Where can I find the earliest surviving versions of Herodotus's Histories?

Upvote:10

There are early 1500's editions of Herodotus: see the wikipedia article about their publisher Aldus Manutius. That article refers to

Works published from the Greeks. Manutius printed thirty editiones principes of Greek texts, allowing these texts to escape the fragility of the manuscript tradition.

and the wikipedia page about Herodotus has an illustration of the kind of fragility in question. (But not of a bit of writing Aldus used.)

Going further back in time: my local uni's library has a copy of a 1475 Latin translation, printed by Arnold Pannartz. The 1911 Britannica article on H says

The history of Herodotus has been translated by many persons and into many languages. About 1450, at the time of the revival of learning, a Latin version was made and published by Laurentius Valla. This was revised in 1537 by Heusbach, and accompanies the Greek text of Herodotus in many editions. The first complete translation into a modern language was the English one of Littlebury, published in 1737...

But of course as many commentators here have pointed out, these printed editions appeared about 2,000 years after Herodotus lived. Nothing like a "primary source" (whatever you mean by that) survives.

Upvote:24

For a critical discussion on how modern versions of Herodotus' Histories have been compiled from the surviving manuscript sources, you could do a lot worse worse than the 1983 essay On Editing Herodotus by R. A. McNeal.

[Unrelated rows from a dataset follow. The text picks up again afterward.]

use super::SettingsError;
use crate::checkers::nullness::SYSTEM_NAME;
use crate::runtime::HandlerKind;
use std::fmt;

/// How much of the program gets woven
#[derive(Copy, Clone, Debug, PartialEq, Eq, Hash)]
pub enum EnforcementMode {
    /// Only checked classes are woven
    Standard,

    /// Every scanned class is woven, so that unchecked code can't poison checked state
    Global,
}

impl fmt::Display for EnforcementMode {
    fn fmt(&self, f: &mut fmt::Formatter<'_>) -> fmt::Result {
        match self {
            EnforcementMode::Standard => f.write_str("standard"),
            EnforcementMode::Global => f.write_str("global"),
        }
    }
}

/// Configuration of the weaver
#[derive(Clone, Debug, PartialEq, Eq)]
pub struct Settings {
    /// Name of the qualifier system to enforce (see [`crate::checkers::checker_by_name`])
    pub checker: String,

    pub mode: EnforcementMode,

    /// Explicitly checked classes (when empty, every class outside of the platform is checked,
    /// unless markers are trusted)
    pub checked_classes: Vec<String>,

    /// Treat classes and packages with an `@AnnotatedFor` marker for the system as checked
    pub trust_annotated_for: bool,

    /// Violation handler to install (`None` keeps whatever is installed)
    pub handler: Option<HandlerKind>,
}

impl Settings {
    pub const CHECKER: &'static str = "runtime.checker";
    pub const CLASSES: &'static str = "runtime.classes";
    pub const GLOBAL: &'static str = "runtime.global";
    pub const TRUST_ANNOTATED_FOR: &'static str = "runtime.trustAnnotatedFor";
    pub const HANDLER: &'static str = "runtime.handler";

    /// Standard-mode settings for a checker
    pub fn new(checker: impl Into<String>) -> Settings {
        Settings {
            checker: checker.into(),
            mode: EnforcementMode::Standard,
            checked_classes: vec![],
            trust_annotated_for: false,
            handler: None,
        }
    }

    /// Read settings from `runtime.*` properties
    ///
    /// Other properties are ignored. Class lists are comma separated, flags are `true` or
    /// `false` (in any case), and a blank value counts as unset.
    pub fn from_properties<K, V>(
        properties: impl IntoIterator<Item = (K, V)>,
    ) -> Result<Settings, SettingsError>
    where
        K: AsRef<str>,
        V: AsRef<str>,
    {
        let mut settings = Settings::new(SYSTEM_NAME);
        for (key, value) in properties {
            let (key, value) = (key.as_ref(), value.as_ref().trim());
            if value.is_empty() {
                continue;
            }
            match key {
                Settings::CHECKER => settings.checker = value.to_owned(),
                Settings::CLASSES => {
                    settings.checked_classes = value
                        .split(',')
                        .map(str::trim)
                        .filter(|class| !class.is_empty())
                        .map(String::from)
                        .collect();
                }
                Settings::GLOBAL => {
                    settings.mode = if parse_flag(key, value)? {
                        EnforcementMode::Global
                    } else {
                        EnforcementMode::Standard
                    };
                }
                Settings::TRUST_ANNOTATED_FOR => {
                    settings.trust_annotated_for = parse_flag(key, value)?;
                }
                Settings::HANDLER => {
                    let handler = HandlerKind::from_name(value)
                        .ok_or_else(|| SettingsError::UnknownHandler(value.to_owned()))?;
                    settings.handler = Some(handler);
                }
                _ => (),
            }
        }
        Ok(settings)
    }
}

fn parse_flag(key: &str, value: &str) -> Result<bool, SettingsError> {
    if value.eq_ignore_ascii_case("true") {
        Ok(true)
    } else if value.eq_ignore_ascii_case("false") {
        Ok(false)
    } else {
        Err(SettingsError::InvalidFlag {
            key: key.to_owned(),
            value: value.to_owned(),
        })
    }
}

#[cfg(test)]
mod test {
    use super::*;

    #[test]
    fn from_properties() {
        let settings = Settings::from_properties([
            ("java.home", "/usr/lib/jvm"),
            ("runtime.classes", "com.example.App, com/example/Lib,,"),
            ("runtime.global", "TRUE"),
            ("runtime.handler", "qualweave.runtime.LoggingViolationHandler"),
            ("runtime.trustAnnotatedFor", ""),
        ])
        .unwrap();
        assert_eq!(settings.checker, "nullness");
        assert_eq!(settings.mode, EnforcementMode::Global);
        assert_eq!(
            settings.checked_classes,
            vec![String::from("com.example.App"), String::from("com/example/Lib")]
        );
        assert!(!settings.trust_annotated_for);
        assert_eq!(settings.handler, Some(HandlerKind::Logging));
    }

    #[test]
    fn defaults() {
        let settings = Settings::from_properties(Vec::<(String, String)>::new()).unwrap();
        assert_eq!(settings, Settings::new("nullness"));
    }

    #[test]
    fn invalid_values() {
        assert_eq!(
            Settings::from_properties([("runtime.global", "yes please")]),
            Err(SettingsError::InvalidFlag {
                key: String::from("runtime.global"),
                value: String::from("yes please"),
            })
        );
        assert_eq!(
            Settings::from_properties([("runtime.handler", "Mystery")]),
            Err(SettingsError::UnknownHandler(String::from("Mystery")))
        );
    }
}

This includes a useful overview of the merits of the various surviving copies and partial copies of the text.


Essentially, the problem is that no totally complete manuscript of Herodotus' Histories survives. Furthermore, none of the early manuscripts that do survive completely agree on the text (mainly due to scribal copying errors and selective editing in medieval scriptoria). The earliest surviving copy, "called 'Codex A", is owned by the Biblioteca Medicea Laurenziana in Florence and forms the basis for all modern translations.


The principal surviving manuscripts for Herodotus' Histories are assigned letters. The earliest examples (dating to the 10th - 14th centuries) are:

  • A Florence, Laurentian 70, 3. - 10th Century CE
  • B 'Codex Angelicanus', (named for the library in Rome where it is currently held, but previously known as the Passioneus manuscript). - 11th Century CE
  • D Vatican graecus 2369. 11th / 12th Century CE
  • R Vatican graecus 123. A composite manuscriptdating to the 14th Century CE
  • S The "Sancroftianus" (named for its former owner, Archbishop Sancroft). 14th Century CE
  • U Rome, Vatican Urbinas 88. 14th Century CE
  • C Florence, Laurentian conventi soppressi 207. 11th Century CE
  • E Paris, BNF suppl. 134. (Also contains extracts of Plutarch and Diogenes Laertius). 13th Century CE
  • P Paris, BNF gr. 1633. 14th Century CE

In addition to the manuscripts, we have a number of much earlier fragments of the texts written on Papyrus. None of the papyrus fragments contain the full text. Most contain just fragments of single pages. Most are part of the collection of fragments known as the Oxyrhynchus Papyri, for which a searchable database is now available online.

I haven't been able to find images for most of these online, but the main examples that I'm aware of are:

  • P.Oxy 1619 - late 1st Century CE
  • P.Oxy 1375 - 1st-2nd Century CE

P.Oxy 1375 - 1st-2nd Century CE

(P.Oxy 1375 - 1st-2nd Century CE - Image source - Photographic Archive of Papyri in the Cairo Museum)

  • P.Oxy 2099 - Early 2nd Century CE

P.Oxy 2099 - Early 2nd Century CE

(P.Oxy 2099 - Early 2nd Century CE - Image source - Wikimedia)

  • P.Oxy 1092 - 2nd Century CE
  • P.Oxy 1244 - 2nd Century CE
  • P.Oxy 2095 - 2nd Century CE
  • P.Oxy 2097 - 2nd Century CE

P.Oxy 2097 - 2nd Century CE

(P.Oxy 2097 - 2nd Century CE - image source - Oxyrhynchus Online)

  • P.Oxy 2096 - Late 2nd Century CE
  • P.Oxy 2098 - Late 2nd Century CE
  • P.Oxy 19 - 2-3rd Century CE
  • P.Oxy 18 - 3rd Century CE
  • P.Oxy 695 - 3rd Century CE

Other important papyri include:


The images above illustrate just how little of the material is actually found on many of these fragments!


EDIT

Thanks to @kimchilover for finding the image of P.Oxy 2099.